Пленник плюхнулся на табурет и схватился за него обеими руками.
Церангевин потрогал его волосы, ткнул пальцем в плечо.
— Ничего у тебя не болит?
— Нет.
Вернулся Ланьядо с кувшином и тяжелой глиняной кружкой. Налил воды и помог пленнику напиться.
— Он, наверное, еще и голодный, — заметил Церангевин. — Распорядись на кухне.

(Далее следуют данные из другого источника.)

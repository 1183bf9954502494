//! WebRTC-style VAD via the `earshot` crate.
//!
//! An ultra-fast rule-based classifier, using a chunking-and-majority-vote
//! trick for frame sizes that aren't a multiple of earshot's native
//! 240-sample (15 ms) chunk. Aggressiveness selects a distinct
//! `VoiceActivityProfile` — the four levels are meaningfully different
//! rather than all mapping onto `VERY_AGGRESSIVE`.

use super::{VadError, VadResult, VoiceActivityDetection};
use earshot::{VoiceActivityDetector, VoiceActivityProfile};
use parking_lot::Mutex;

/// earshot requires multiples of this many samples (15 ms @ 16 kHz).
const EARSHOT_CHUNK: usize = 240;

pub struct WebRtcVad {
    detector: Mutex<VoiceActivityDetector>,
    aggressiveness: u8,
}

impl WebRtcVad {
    pub fn new(aggressiveness: u8) -> Self {
        let aggressiveness = aggressiveness.min(3);
        let profile = match aggressiveness {
            0 => VoiceActivityProfile::QUALITY,
            1 => VoiceActivityProfile::LBR,
            2 => VoiceActivityProfile::AGGRESSIVE,
            _ => VoiceActivityProfile::VERY_AGGRESSIVE,
        };

        Self {
            detector: Mutex::new(VoiceActivityDetector::new(profile)),
            aggressiveness,
        }
    }

    fn confidence_for(&self, is_speech: bool) -> f32 {
        if is_speech {
            0.9 - (self.aggressiveness as f32 * 0.1)
        } else {
            0.1
        }
    }
}

impl Default for WebRtcVad {
    fn default() -> Self {
        Self::new(2)
    }
}

impl VoiceActivityDetection for WebRtcVad {
    fn name(&self) -> &'static str {
        "webrtc"
    }

    fn detect(&self, samples: &[i16]) -> Result<VadResult, VadError> {
        if samples.is_empty() {
            return Err(VadError::InvalidAudio("empty frame".into()));
        }

        let is_speech = if samples.len() % EARSHOT_CHUNK == 0 {
            let mut detector = self.detector.lock();
            detector
                .predict_16khz(samples)
                .map_err(|e| VadError::InferenceFailed(format!("{e:?}")))?
        } else {
            let mut speech_chunks = 0;
            let mut total_chunks = 0;
            for chunk in samples.chunks(EARSHOT_CHUNK) {
                if chunk.len() < EARSHOT_CHUNK {
                    continue;
                }
                let mut detector = self.detector.lock();
                if detector
                    .predict_16khz(chunk)
                    .map_err(|e| VadError::InferenceFailed(format!("{e:?}")))?
                {
                    speech_chunks += 1;
                }
                total_chunks += 1;
            }
            total_chunks > 0 && speech_chunks * 2 > total_chunks
        };

        Ok(VadResult {
            is_speech,
            confidence: self.confidence_for(is_speech),
        })
    }
}

#[cfg(test)]
mod tests {
    use super::*;

    #[test]
    fn silence_is_not_speech() {
        let vad = WebRtcVad::new(2);
        let silence = vec![0i16; 320];
        let result = vad.detect(&silence).unwrap();
        assert!(!result.is_speech);
    }

    #[test]
    fn aggressiveness_clamps_to_3() {
        let vad = WebRtcVad::new(10);
        assert_eq!(vad.aggressiveness, 3);
    }

    #[test]
    fn empty_samples_error() {
        let vad = WebRtcVad::new(2);
        assert!(vad.detect(&[]).is_err());
    }

    #[test]
    fn handles_non_multiple_of_earshot_chunk() {
        let vad = WebRtcVad::new(2);
        // 320 is not a multiple of 240 — exercises the chunk/majority-vote path.
        let samples = vec![0i16; 320];
        assert!(vad.detect(&samples).is_ok());
    }
}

И о себе не забудь.
— Когда мне вернуться? — спросил Ланьядо, снова направляясь к двери.
— Завтра, когда я буду в библиотеке, — ответил Церангевин.
Ланьядо молча кивнул и скрылся.
Церангевин повернулся к пленнику.
— Как тебя зовут?
— Денис.
— Ты человек?
— А что, не заметно?
— Просто отвечай на мои вопросы, хорошо, Денис? — спокойно проговорил Церангевин. В его тоне не было никакой угрозы, напротив, голос Мастера звучал доброжелательно и даже дружески, но Денис напрягся. — Потом спросишь все, что захочешь узнать, — прибавил Церангевин. — Я тебе отвечу. А пока изволь рассказывать сам.